Copy out all lines from the entries below in which "Some" occurs.

++++ Input ++++

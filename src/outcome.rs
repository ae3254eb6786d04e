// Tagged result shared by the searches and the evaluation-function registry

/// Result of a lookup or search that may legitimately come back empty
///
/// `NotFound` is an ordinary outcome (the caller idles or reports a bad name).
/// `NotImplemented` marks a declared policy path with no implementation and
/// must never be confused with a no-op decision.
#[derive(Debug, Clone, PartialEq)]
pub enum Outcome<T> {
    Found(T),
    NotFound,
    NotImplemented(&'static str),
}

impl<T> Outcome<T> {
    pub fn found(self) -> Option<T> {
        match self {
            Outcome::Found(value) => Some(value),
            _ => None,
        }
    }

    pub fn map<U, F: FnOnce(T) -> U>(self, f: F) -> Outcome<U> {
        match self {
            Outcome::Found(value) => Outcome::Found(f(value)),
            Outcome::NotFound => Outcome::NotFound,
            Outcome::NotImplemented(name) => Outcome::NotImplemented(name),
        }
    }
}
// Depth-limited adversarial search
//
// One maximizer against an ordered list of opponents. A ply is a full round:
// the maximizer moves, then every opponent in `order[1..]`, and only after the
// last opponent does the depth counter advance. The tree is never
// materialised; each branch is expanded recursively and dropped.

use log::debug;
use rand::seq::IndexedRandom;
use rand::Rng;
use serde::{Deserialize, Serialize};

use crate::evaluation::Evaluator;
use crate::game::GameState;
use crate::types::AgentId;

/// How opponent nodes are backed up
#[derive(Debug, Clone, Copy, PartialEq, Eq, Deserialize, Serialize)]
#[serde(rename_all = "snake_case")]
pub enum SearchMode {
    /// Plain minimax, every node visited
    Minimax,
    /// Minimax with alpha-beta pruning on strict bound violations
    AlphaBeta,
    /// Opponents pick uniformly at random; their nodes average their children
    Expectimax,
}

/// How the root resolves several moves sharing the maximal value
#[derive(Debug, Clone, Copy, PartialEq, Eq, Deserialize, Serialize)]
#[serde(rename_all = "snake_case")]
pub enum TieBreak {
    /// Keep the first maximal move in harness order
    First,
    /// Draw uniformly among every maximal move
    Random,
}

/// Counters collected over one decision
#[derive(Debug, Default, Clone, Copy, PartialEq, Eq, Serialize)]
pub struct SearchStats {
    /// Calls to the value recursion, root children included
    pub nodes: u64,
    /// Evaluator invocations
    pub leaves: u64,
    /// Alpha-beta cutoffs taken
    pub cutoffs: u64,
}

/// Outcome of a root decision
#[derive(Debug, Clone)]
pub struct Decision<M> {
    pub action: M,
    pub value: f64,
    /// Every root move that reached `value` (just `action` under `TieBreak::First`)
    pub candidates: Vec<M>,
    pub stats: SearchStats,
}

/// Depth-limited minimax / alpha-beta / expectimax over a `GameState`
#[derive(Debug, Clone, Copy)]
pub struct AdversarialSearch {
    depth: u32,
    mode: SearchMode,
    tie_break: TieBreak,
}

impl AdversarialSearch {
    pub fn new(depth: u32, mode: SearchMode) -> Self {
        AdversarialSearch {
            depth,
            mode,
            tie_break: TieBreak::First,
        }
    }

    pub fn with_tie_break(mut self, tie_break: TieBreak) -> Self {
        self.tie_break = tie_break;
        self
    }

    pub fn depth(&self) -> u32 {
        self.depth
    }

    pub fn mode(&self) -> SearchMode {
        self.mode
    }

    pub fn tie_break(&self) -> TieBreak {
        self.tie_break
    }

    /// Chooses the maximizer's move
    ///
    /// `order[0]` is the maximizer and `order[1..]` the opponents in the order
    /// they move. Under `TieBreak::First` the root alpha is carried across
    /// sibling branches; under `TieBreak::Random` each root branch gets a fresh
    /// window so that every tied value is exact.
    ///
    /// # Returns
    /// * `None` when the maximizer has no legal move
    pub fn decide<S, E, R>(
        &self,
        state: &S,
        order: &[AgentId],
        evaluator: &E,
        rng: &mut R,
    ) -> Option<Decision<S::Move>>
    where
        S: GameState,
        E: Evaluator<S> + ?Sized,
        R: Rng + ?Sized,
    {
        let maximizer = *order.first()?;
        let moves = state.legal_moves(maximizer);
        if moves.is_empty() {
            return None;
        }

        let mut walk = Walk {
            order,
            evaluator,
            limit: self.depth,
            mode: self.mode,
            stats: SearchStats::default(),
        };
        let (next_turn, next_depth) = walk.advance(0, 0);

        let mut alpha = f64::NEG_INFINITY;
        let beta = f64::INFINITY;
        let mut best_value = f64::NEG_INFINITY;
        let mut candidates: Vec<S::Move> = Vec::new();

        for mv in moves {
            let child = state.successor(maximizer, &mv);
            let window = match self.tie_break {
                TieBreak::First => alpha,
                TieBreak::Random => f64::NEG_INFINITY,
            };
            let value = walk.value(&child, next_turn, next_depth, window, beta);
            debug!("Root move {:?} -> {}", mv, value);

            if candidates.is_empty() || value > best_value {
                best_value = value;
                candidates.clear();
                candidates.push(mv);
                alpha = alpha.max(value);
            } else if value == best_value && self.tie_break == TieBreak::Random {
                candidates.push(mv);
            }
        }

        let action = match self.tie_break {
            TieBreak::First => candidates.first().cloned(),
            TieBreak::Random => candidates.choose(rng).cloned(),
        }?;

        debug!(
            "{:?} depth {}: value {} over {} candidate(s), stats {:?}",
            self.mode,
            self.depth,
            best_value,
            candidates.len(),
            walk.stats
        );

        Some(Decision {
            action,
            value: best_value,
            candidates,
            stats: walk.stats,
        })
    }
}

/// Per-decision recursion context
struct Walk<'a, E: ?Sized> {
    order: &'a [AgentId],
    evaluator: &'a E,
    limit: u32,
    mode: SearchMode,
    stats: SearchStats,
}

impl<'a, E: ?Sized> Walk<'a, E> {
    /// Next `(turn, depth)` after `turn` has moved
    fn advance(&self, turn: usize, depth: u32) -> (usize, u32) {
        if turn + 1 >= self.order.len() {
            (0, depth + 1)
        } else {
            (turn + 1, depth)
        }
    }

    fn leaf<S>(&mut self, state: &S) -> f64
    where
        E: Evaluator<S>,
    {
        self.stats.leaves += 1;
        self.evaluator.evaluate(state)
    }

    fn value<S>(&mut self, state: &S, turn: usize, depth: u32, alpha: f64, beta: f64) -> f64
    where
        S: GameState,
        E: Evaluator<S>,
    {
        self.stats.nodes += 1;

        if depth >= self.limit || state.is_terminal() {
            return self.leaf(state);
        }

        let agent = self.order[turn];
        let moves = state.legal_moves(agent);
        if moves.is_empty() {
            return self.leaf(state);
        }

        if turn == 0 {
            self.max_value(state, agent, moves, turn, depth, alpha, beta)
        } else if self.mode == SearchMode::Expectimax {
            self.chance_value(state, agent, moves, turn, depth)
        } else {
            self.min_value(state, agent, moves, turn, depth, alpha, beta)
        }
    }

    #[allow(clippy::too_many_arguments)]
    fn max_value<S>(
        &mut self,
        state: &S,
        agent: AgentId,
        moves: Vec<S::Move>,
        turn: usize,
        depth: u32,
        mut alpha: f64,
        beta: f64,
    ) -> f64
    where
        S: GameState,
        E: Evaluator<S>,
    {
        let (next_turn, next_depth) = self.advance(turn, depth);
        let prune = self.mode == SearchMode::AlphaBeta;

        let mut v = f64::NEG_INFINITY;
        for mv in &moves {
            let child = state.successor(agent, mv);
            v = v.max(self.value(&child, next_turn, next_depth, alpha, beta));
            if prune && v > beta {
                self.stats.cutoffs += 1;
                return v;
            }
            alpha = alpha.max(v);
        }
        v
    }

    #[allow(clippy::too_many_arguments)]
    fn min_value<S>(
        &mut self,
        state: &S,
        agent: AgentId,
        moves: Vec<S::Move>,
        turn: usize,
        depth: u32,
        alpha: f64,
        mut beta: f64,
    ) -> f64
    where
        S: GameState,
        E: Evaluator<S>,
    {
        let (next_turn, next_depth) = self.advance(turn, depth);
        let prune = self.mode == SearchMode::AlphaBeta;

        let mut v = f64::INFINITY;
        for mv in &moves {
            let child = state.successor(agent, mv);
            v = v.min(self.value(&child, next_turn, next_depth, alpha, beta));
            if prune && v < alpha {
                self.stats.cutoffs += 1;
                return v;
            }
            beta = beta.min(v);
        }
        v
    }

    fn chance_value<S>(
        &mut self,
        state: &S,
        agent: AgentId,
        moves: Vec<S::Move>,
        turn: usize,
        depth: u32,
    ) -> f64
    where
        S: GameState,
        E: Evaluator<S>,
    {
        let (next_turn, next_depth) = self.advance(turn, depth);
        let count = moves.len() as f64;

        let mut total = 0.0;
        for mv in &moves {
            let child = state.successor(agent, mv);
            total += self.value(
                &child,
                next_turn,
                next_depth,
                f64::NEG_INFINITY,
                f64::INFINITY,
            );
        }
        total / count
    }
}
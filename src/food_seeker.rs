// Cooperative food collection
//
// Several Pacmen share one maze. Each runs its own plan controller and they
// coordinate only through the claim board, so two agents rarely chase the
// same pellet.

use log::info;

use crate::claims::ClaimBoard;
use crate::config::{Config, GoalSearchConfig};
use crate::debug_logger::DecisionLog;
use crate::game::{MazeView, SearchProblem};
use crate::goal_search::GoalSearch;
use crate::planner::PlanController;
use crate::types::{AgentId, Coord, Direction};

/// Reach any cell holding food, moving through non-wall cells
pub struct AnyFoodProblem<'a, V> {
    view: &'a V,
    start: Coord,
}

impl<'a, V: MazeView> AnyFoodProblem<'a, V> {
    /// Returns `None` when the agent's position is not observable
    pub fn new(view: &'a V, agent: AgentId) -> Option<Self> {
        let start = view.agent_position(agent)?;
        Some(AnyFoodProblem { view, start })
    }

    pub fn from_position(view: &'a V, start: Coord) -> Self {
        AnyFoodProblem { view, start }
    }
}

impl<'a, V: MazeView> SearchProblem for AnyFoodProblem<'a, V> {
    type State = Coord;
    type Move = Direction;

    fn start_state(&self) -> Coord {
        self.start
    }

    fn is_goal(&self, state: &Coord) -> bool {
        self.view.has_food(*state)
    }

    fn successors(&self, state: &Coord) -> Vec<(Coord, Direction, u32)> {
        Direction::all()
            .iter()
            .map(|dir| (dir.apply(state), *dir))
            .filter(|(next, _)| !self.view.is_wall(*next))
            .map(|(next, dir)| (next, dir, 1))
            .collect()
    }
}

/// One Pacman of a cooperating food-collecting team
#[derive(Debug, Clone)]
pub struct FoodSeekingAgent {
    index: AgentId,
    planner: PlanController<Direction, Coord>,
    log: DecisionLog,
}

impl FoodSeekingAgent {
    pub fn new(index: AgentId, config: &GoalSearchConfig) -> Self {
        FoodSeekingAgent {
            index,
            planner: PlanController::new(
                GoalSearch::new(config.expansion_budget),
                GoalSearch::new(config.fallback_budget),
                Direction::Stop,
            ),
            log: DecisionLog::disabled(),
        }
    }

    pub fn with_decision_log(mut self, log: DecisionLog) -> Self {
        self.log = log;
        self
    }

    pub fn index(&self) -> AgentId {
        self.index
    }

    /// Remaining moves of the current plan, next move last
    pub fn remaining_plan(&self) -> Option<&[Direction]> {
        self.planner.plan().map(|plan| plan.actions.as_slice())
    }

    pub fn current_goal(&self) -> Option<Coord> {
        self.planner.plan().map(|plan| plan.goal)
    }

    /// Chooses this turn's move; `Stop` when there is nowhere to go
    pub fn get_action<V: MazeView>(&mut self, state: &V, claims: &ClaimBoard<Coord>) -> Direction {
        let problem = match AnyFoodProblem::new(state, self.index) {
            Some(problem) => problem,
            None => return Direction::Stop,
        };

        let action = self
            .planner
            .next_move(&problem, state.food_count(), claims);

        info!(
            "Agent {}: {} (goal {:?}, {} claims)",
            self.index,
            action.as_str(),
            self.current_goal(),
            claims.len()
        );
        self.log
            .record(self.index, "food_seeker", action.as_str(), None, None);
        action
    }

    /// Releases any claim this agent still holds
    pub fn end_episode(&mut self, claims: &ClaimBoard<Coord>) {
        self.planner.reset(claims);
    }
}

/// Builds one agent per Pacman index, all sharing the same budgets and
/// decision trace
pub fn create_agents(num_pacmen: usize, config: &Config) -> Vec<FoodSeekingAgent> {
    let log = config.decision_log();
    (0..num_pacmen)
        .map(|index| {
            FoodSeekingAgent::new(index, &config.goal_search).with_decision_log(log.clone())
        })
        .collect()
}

++++

=== Response area ===
            Outcome::Found(value) => Some(value),
        Some(Decision {
        Some(AnyFoodProblem { view, start })
            Some(problem) => problem,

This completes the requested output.